Woolsey acknowledged that the Ames case revealed an institutional carelessness that bordered on criminal negligence. “One could almost conclude not only that no one was watching, but that no one cared,” he said. But he announced that no one would be dismissed or demoted for the “systemic failure” of the CIA in the Ames case. Instead, he sent letters of reprimand to six former senior officers and five still on duty, including the chief of the clandestine service, Ted Price. He defined the failures as sins of omission and blamed them on a flawed culture within the CIA, a tradition of arrogance and denial.
Woolsey presented his decision to the House intelligence committee on the afternoon of September 28, 1994. He made a bad impression. “You have to wonder whether the CIA has become no different from any other bureaucracy,” the committee’s chairman, Dan Glickman, a Kansas Democrat, said upon emerging from the meeting. “You have to wonder if it has lost the vibrancy of its unique mission.”
The Ames case created an attack on the CIA that was unprecedented in its intensity. It came from the right and it came from the left and i
t came from the dwindling center of American politics. Anger mixed with ridicule—a deadly brew—flowed from the White House and Congress. There was a strong sense that the Ames case was not an isolated aberration but evidence of a structural dry rot. Lieutenant General Bill Odom, who had run the National Security Agency under President Reagan, said the solution was radical surgery.
“I would disembowel the CIA,” he said. “It’s contaminated. And if you take halfhearted measures it will remain contaminated.”
Striving to defend the agency from without and within, Woolsey promised the American people that they had a right to ask where the CIA was headed. But he had lost his ability to chart that course. So on September 30, 1994, Congress created a commission on the future of the CIA and gave it the power to blaze a new path for the agency in the twenty-first century.
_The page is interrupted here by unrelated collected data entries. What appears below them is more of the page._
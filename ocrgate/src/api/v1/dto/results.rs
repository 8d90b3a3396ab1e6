use chrono::{DateTime, Utc};
use serde::{Deserialize, Serialize};

use crate::models::{Language, ResultRecord, ResultRow};

/// A persisted OCR result, without its image.
#[derive(Debug, Clone, Serialize, Deserialize, utoipa::ToSchema)]
#[serde(rename_all = "camelCase")]
pub struct ResultRecordResponse {
    pub object_id: String,
    pub rows: Vec<ResultRow>,
    pub extracted_text: String,
    pub lang: Language,
    /// Threshold the job was filtered with.
    pub confidence: f64,
    /// Hex SHA-256 of the decoded source image.
    pub source_sha256: String,
    #[serde(skip_serializing_if = "Option::is_none")]
    pub filename: Option<String>,
    #[schema(value_type = String)]
    pub created_at: DateTime<Utc>,
    /// Relative URL of the stored overlay PNG.
    pub image_url: String,
}

impl From<ResultRecord> for ResultRecordResponse {
    fn from(record: ResultRecord) -> Self {
        let image_url = format!("/api/v1/results/{}/image", record.object_id);
        Self {
            object_id: record.object_id,
            rows: record.rows,
            extracted_text: record.extracted_text,
            lang: record.lang,
            confidence: record.confidence,
            source_sha256: record.source_sha256,
            filename: record.filename,
            created_at: record.created_at,
            image_url,
        }
    }
}

/// Response body for `GET /v1/results`. Pagination lives in `meta`.
#[derive(Debug, Clone, Serialize, Deserialize, utoipa::ToSchema)]
#[serde(rename_all = "camelCase")]
pub struct ListResultsResponse {
    pub results: Vec<ResultRecordResponse>,
}
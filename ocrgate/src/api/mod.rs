mod extractors;
mod routes;
mod state;
pub mod v1;

pub use routes::create_router;
pub use state::AppState;
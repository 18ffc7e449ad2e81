//! Lexical shape of a `${name}` reference and the rules for accepting its name.

use crate::unit::CodeUnit;

/// ASCII whitespace allowed around a name inside the braces.
pub fn is_space<U: CodeUnit>(unit: U) -> bool {
    matches!(unit.value(), 0x20 | 0x09..=0x0D)
}

/// Whether `unit` may appear in a reference name.
///
/// ASCII punctuation, whitespace and DEL are rejected; every other value,
/// including all non-ASCII ones, is accepted.
pub fn is_name_unit<U: CodeUnit>(unit: U) -> bool {
    !matches!(
        unit.value(),
        0x09..=0x0D | 0x20..=0x2F | 0x3A..=0x40 | 0x5B..=0x60 | 0x7B..=0x7F
    )
}

/// Trims whitespace from both ends of a reference body.
pub fn trim<U: CodeUnit>(body: &[U]) -> &[U] {
    let start = body.iter().position(|&u| !is_space(u)).unwrap_or(body.len());
    let end = body.iter().rposition(|&u| !is_space(u)).map_or(start, |i| i + 1);
    &body[start..end]
}

/// Extracts the name from the text between `{` and `}`.
///
/// Returns `None` when the trimmed body is empty or holds a rejected unit; such
/// references resolve to nothing.
pub fn parse_name<U: CodeUnit>(body: &[U]) -> Option<&[U]> {
    let name = trim(body);
    if !name.is_empty() && name.iter().all(|&u| is_name_unit(u)) {
        Some(name)
    } else {
        None
    }
}

/// True when the unit at `pos` is directly preceded by the escape unit.
pub(crate) fn is_escaped<U: CodeUnit>(text: &[U], pos: usize) -> bool {
    pos > 0 && text[pos - 1] == U::ESCAPE
}

/// Finds the first closing delimiter at or after `from` that isn't escaped.
pub(crate) fn find_close<U: CodeUnit>(text: &[U], mut from: usize) -> Option<usize> {
    while from < text.len() {
        let k = from + U::find(U::CLOSE, &text[from..])?;
        if !is_escaped(text, k) {
            return Some(k);
        }
        from = k + 1;
    }
    None
}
The Ames case had created a once-in-a-generation chance for change.
“The place just needs a total overhaul,” said Senator Arlen Specter of Pennsylvania, a Republican who had served six years on the Senate intelligence committee.
What was needed was a push from the president of the United States, which never came. It took three months to select the seventeen members of the commission, four months to draft an agenda, and five months before the panel held its first formal meeting. The commission was dominated by members of Congress, notably Representative Porter J. Goss of Florida, a conservative Florida Republican. Goss had spent an undistinguished stint with the clandestine service in the 1960s, but he was the only member of Congress who could claim hands-on experience at the agency. The commission’s most distinguished outsider was Paul Wolfowitz, who came to the table thinking that the CIA’s ability to gather intelligence through espionage had collapsed, and who would be among the most influential members of the next president’s inner circle.